Anorexia nervosa, an eating disorder marked by intense fear of weight gain and often severe food restriction, is a serious and sometimes fatal condition. Although nonmedical treatments exist, there are no drugs currently approved to treat it.. However, researchers at Yale University have found that a small molecule, called Bobcat339, is effective in preventing mice from developing what they call activity-based anorexia in an established model for inducing the condition.

Bobcat339—named as a homage to the mascot for Bates College, where it was discovered—degrades a protein called TET3, Yale University researcher Yingqun Huang and her team reveal in a paper in the Proceedings of the National Academy of Sciences (DOI: 10.1073/pnas.2300015120). A member of the ten-eleven translocation (TET) family of proteins, TET3 regulates a group of neurons called AgRP neurons, Huang says. When activated, those neurons drive mice to eat. Reducing TET3 expression allows those neurons to be active, spurring mice to chow down.
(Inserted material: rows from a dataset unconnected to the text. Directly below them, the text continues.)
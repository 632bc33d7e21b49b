//! Shared utilities

pub mod error;

pub use error::{AcquisitionError, AppError, AppResult, DeviceError, PersistenceError};
//! Frame Recorder - depth camera frame summaries, one CSV per modality.
//!
//! Captures depth, color, accelerometer and gyroscope frames, reduces each
//! frame to a row of summary fields, and appends the rows to per-session,
//! per-modality record files.

pub mod capture;
pub mod commands;
pub mod features;
pub mod recorder;
pub mod utils;

use tracing_subscriber::{layer::SubscriberExt, util::SubscriberInitExt};

/// Initialize tracing/logging; `RUST_LOG` overrides the default filter
pub fn init_tracing() {
    tracing_subscriber::registry()
        .with(
            tracing_subscriber::EnvFilter::try_from_default_env()
                .unwrap_or_else(|_| "frame_recorder=info".into()),
        )
        .with(tracing_subscriber::fmt::layer().with_writer(std::io::stderr))
        .init();
}
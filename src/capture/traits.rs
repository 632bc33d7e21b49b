//! Capture trait definitions
//!
//! Device-agnostic traits for the camera gateway and its streaming handle.

use super::frame::FrameSet;
use crate::utils::error::{AcquisitionError, DeviceError};
use serde::{Deserialize, Serialize};
use std::time::Duration;

/// Information about a connected camera
#[derive(Debug, Clone, Serialize, Deserialize)]
#[serde(rename_all = "camelCase")]
pub struct DeviceInfo {
    /// 12-digit serial number
    pub serial_number: String,

    /// Device name
    pub name: String,
}

/// Video resolution and rate of an image stream
#[derive(Debug, Clone, Copy, PartialEq, Eq, Serialize, Deserialize)]
#[serde(default)]
pub struct Resolution {
    pub width: u32,
    pub height: u32,
    pub fps: u32,
}

impl Default for Resolution {
    fn default() -> Self {
        Self {
            width: 640,
            height: 480,
            fps: 30,
        }
    }
}

/// Streams to enable when opening the device
#[derive(Debug, Clone, PartialEq, Eq, Serialize, Deserialize)]
#[serde(rename_all = "camelCase", default)]
pub struct StreamConfig {
    /// z16 depth stream
    pub depth: Resolution,

    /// bgr8 color stream
    pub color: Resolution,

    /// Accelerometer at device-default rate
    pub accel: bool,

    /// Gyroscope at device-default rate
    pub gyro: bool,
}

impl Default for StreamConfig {
    fn default() -> Self {
        Self {
            depth: Resolution::default(),
            color: Resolution::default(),
            accel: true,
            gyro: true,
        }
    }
}

/// An open, exclusively owned connection to the camera's data streams
pub trait StreamHandle: Send {
    /// Block until the next frame set arrives or `timeout` elapses
    fn wait_for_frames(&mut self, timeout: Duration) -> Result<FrameSet, AcquisitionError>;

    /// Stop streaming and release the device
    fn close(&mut self) -> Result<(), DeviceError>;
}

/// Entry point to the camera hardware
pub trait DeviceGateway {
    type Stream: StreamHandle;

    /// Connected devices
    fn devices(&self) -> Vec<DeviceInfo>;

    /// Check whether a device with this serial number is attached
    fn is_connected(&self, serial_number: &str) -> bool {
        self.devices()
            .iter()
            .any(|d| d.serial_number == serial_number)
    }

    /// Configure and start streaming
    fn open_stream(&self, config: &StreamConfig) -> Result<Self::Stream, DeviceError>;
}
This TET3/AgRP pathway is predicted to be present in humans too, according to Huang.

“I’m excited to see that they found something that might work to mitigate some of the decreased feeding that we see in patients experiencing the disease,” says Ames Sutton Hickey, who studies the neurobiology of feeding behavior at Temple University.
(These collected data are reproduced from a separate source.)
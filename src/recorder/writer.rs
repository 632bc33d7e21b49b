//! Record file writer
//!
//! Appends delimited rows to a per-modality record file. The label row is
//! written only when the file does not exist yet, so re-running a session
//! keeps extending the same table.

use crate::features::{FeatureRecord, FieldValue};
use crate::utils::error::PersistenceError;
use std::fs::OpenOptions;
use std::io::Write;
use std::path::{Path, PathBuf};

/// Field separator of record files; distinct from the decimal point
pub const DEFAULT_DELIMITER: char = ';';

const LINE_TERMINATOR: &str = "\r\n";

/// Append one value row to `path`, preceded by the label row if the file
/// does not exist yet and `labels` is non-empty.
///
/// Both rows go out in a single write. Returns whether the label row was
/// written.
pub fn append_row(
    path: &Path,
    values: &[FieldValue],
    labels: &[&str],
    delimiter: char,
) -> Result<bool, PersistenceError> {
    let write_header = !labels.is_empty() && !path.exists();

    let mut buf = String::new();
    if write_header {
        push_row(&mut buf, labels.iter().copied(), delimiter);
    }
    let cells: Vec<String> = values.iter().map(ToString::to_string).collect();
    push_row(&mut buf, cells.iter().map(String::as_str), delimiter);

    let persist = |source: std::io::Error| PersistenceError {
        path: path.to_path_buf(),
        source,
    };
    let mut file = OpenOptions::new()
        .create(true)
        .append(true)
        .open(path)
        .map_err(persist)?;
    file.write_all(buf.as_bytes()).map_err(persist)?;

    Ok(write_header)
}

fn push_row<'a>(buf: &mut String, cells: impl Iterator<Item = &'a str>, delimiter: char) {
    for (i, cell) in cells.enumerate() {
        if i > 0 {
            buf.push(delimiter);
        }
        push_cell(buf, cell, delimiter);
    }
    buf.push_str(LINE_TERMINATOR);
}

/// Quote a cell only when it contains the delimiter, a quote or a line break
fn push_cell(buf: &mut String, cell: &str, delimiter: char) {
    let needs_quotes = cell
        .chars()
        .any(|c| c == delimiter || c == '"' || c == '\n' || c == '\r');
    if needs_quotes {
        buf.push('"');
        buf.push_str(&cell.replace('"', "\"\""));
        buf.push('"');
    } else {
        buf.push_str(cell);
    }
}

/// Append-only sink for one (session, modality) record file
#[derive(Debug)]
pub struct RecordWriter {
    path: PathBuf,
    delimiter: char,
    rows_written: u64,
}

impl RecordWriter {
    pub fn new(path: impl Into<PathBuf>, delimiter: char) -> Self {
        Self {
            path: path.into(),
            delimiter,
            rows_written: 0,
        }
    }

    /// Value rows appended through this writer
    pub fn rows_written(&self) -> u64 {
        self.rows_written
    }

    pub fn append(&mut self, record: &FeatureRecord) -> Result<(), PersistenceError> {
        if append_row(&self.path, &record.values, record.labels, self.delimiter)? {
            tracing::debug!("Created record file {:?}", self.path);
        }
        self.rows_written += 1;
        Ok(())
    }
}
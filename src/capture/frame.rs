//! Frame data model
//!
//! Typed frames for the four sensor modalities, the raw frame set a device
//! stream delivers, and the aligned bundle handed to the recorder.

use serde::{Deserialize, Serialize};

/// Kind of data a modality carries
#[derive(Debug, Clone, Copy, PartialEq, Eq, Hash)]
pub enum ModalityKind {
    Image,
    Motion,
}

/// One sensor data stream of the camera
#[derive(Debug, Clone, Copy, PartialEq, Eq, Hash, PartialOrd, Ord, Serialize, Deserialize)]
#[serde(rename_all = "lowercase")]
pub enum Modality {
    Depth,
    Color,
    Accel,
    Gyro,
}

impl Modality {
    /// All modalities, in the order they are processed each cycle
    pub const ALL: [Modality; 4] = [
        Modality::Depth,
        Modality::Color,
        Modality::Accel,
        Modality::Gyro,
    ];

    /// Name used in record file names
    pub fn as_str(&self) -> &'static str {
        match self {
            Modality::Depth => "depth",
            Modality::Color => "color",
            Modality::Accel => "accel",
            Modality::Gyro => "gyro",
        }
    }

    pub fn kind(&self) -> ModalityKind {
        match self {
            Modality::Depth | Modality::Color => ModalityKind::Image,
            Modality::Accel | Modality::Gyro => ModalityKind::Motion,
        }
    }

    /// Position of this modality in [`Modality::ALL`]
    pub fn index(&self) -> usize {
        match self {
            Modality::Depth => 0,
            Modality::Color => 1,
            Modality::Accel => 2,
            Modality::Gyro => 3,
        }
    }
}

impl std::fmt::Display for Modality {
    fn fmt(&self, f: &mut std::fmt::Formatter<'_>) -> std::fmt::Result {
        f.write_str(self.as_str())
    }
}

/// Raw sample buffer of a frame, in the stream's native element type
#[derive(Debug, Clone, PartialEq)]
pub enum SampleBuffer {
    /// 8-bit samples (color channels)
    U8(Vec<u8>),
    /// 16-bit samples (z16 depth)
    U16(Vec<u16>),
    /// Float samples (motion data)
    F32(Vec<f32>),
}

impl SampleBuffer {
    pub fn len(&self) -> usize {
        match self {
            SampleBuffer::U8(v) => v.len(),
            SampleBuffer::U16(v) => v.len(),
            SampleBuffer::F32(v) => v.len(),
        }
    }

    pub fn is_empty(&self) -> bool {
        self.len() == 0
    }
}

/// Image layout of a depth or color frame
#[derive(Debug, Clone, Copy, PartialEq, Eq)]
pub struct ImageInfo {
    pub bits_per_pixel: u32,
    pub bytes_per_pixel: u32,
    pub width: u32,
    pub height: u32,
    pub stride_in_bytes: u32,
}

/// One accelerometer or gyroscope reading, in the device's float32 precision
#[derive(Debug, Clone, Copy, PartialEq)]
pub struct MotionSample {
    pub x: f32,
    pub y: f32,
    pub z: f32,
}

/// Modality-specific part of a frame
#[derive(Debug, Clone, PartialEq)]
pub enum FramePayload {
    Image(ImageInfo),
    Motion(MotionSample),
}

/// A single frame delivered by the device
#[derive(Debug, Clone, PartialEq)]
pub struct Frame {
    pub modality: Modality,
    pub samples: SampleBuffer,
    /// Device clock, milliseconds since an arbitrary device epoch
    pub timestamp_ms: i64,
    pub frame_number: u64,
    pub payload: FramePayload,
}

impl Frame {
    /// Build an image frame
    pub fn image(
        modality: Modality,
        samples: SampleBuffer,
        timestamp_ms: i64,
        frame_number: u64,
        info: ImageInfo,
    ) -> Self {
        debug_assert_eq!(modality.kind(), ModalityKind::Image);
        Self {
            modality,
            samples,
            timestamp_ms,
            frame_number,
            payload: FramePayload::Image(info),
        }
    }

    /// Build a motion frame; the sample buffer holds the three axis readings
    pub fn motion(
        modality: Modality,
        timestamp_ms: i64,
        frame_number: u64,
        sample: MotionSample,
    ) -> Self {
        debug_assert_eq!(modality.kind(), ModalityKind::Motion);
        Self {
            modality,
            samples: SampleBuffer::F32(vec![sample.x, sample.y, sample.z]),
            timestamp_ms,
            frame_number,
            payload: FramePayload::Motion(sample),
        }
    }
}

/// Everything a stream produced in one wait.
///
/// Image streams occupy their own slot; motion sub-streams arrive
/// interleaved, possibly with several frames of the same category.
#[derive(Debug, Clone, Default, PartialEq)]
pub struct FrameSet {
    pub depth: Option<Frame>,
    pub color: Option<Frame>,
    pub motion: Vec<Frame>,
}

impl FrameSet {
    /// Remove and return the first motion frame of the given category.
    ///
    /// Remaining motion frames keep their arrival order.
    pub fn take_first(&mut self, modality: Modality) -> Option<Frame> {
        let pos = self.motion.iter().position(|f| f.modality == modality)?;
        Some(self.motion.remove(pos))
    }
}

/// One acquisition cycle's aligned frames, at most one per modality
#[derive(Debug, Clone, Default, PartialEq)]
pub struct FrameBundle {
    pub depth: Option<Frame>,
    pub color: Option<Frame>,
    pub accel: Option<Frame>,
    pub gyro: Option<Frame>,
}

impl FrameBundle {
    pub fn get(&self, modality: Modality) -> Option<&Frame> {
        match modality {
            Modality::Depth => self.depth.as_ref(),
            Modality::Color => self.color.as_ref(),
            Modality::Accel => self.accel.as_ref(),
            Modality::Gyro => self.gyro.as_ref(),
        }
    }

    /// Present frames in processing order
    pub fn frames(&self) -> impl Iterator<Item = (Modality, &Frame)> {
        Modality::ALL
            .into_iter()
            .filter_map(move |m| self.get(m).map(|f| (m, f)))
    }

    pub fn is_empty(&self) -> bool {
        self.frames().next().is_none()
    }
}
Huang had initially set out to investigate the molecule as a diabetes treatment. She’d previously discovered that TET3’s expression was elevated in the livers of people with diabetes, and had learned that Bobcat339 was active against other TET family proteins. Huang decided to test it as a diabetes treatment in mice—and did not get the result she hoped for.

The mice began eating more, Huang says. “I was so disappointed!”

After some additional research, Huang and her team recognized TET3’s function in AgRP neurons. So she decided to test Bobcat339 in mice another time—this time, for anorexia rather than diabetes.

To induce activity-based anorexia in the rodents, researchers used an established model that involves removing all their food, returning it for only 2 h a day for 3 days. During this time, mice eat significantly less, lose weight, and exercise obsessively on a running wheel which they can access whenever they choose. After 3 days, the scientists return the food unrestricted, and revoke access to the running wheel for a recovery period of at least 1 week. Even after the researchers restore uninterrupted access to food and the mice regain their body weight, they still still show anxiety and depressive-like behaviors, Huang says.

In the study, the research team injected the mice with Bobcat339 right before food restriction began, as well as 7 and 14 days later. During the food restriction period, mice in the control group lost weight, while treated mice maintained theirs through the whole experiment. Treated mice also ate more than control group mice during the food restriction period, and demonstrated less wheel running activity in that time.

“I think we need to be very careful about how we interpret results that we’re performing in rodents,” Sutton Hickey says. “A mouse that is choosing to compulsively exercise instead of eating is a maladaptive response, and it could have translational relevance, but . . . we can’t say that these animals are experiencing anorexia nervosa, and I think we need to be very careful about how we frame that.”

Along a similar line, Huang says “it will be so much more complicated” in humans. She notes that people with anorexia may feel acute shame and anxiety around eating food. In addition to ramping up appetite, activated AgRP neurons also lessen anxiety and depression in mice, according to Huang. She imagines Bobcat339 could serve as a sort of one-two punch.

Next, the team will look to further understand more about how the compound works, as well as test its toxicity and consider its route of administration. Eventually, Huang says she’d like to develop it into a drug.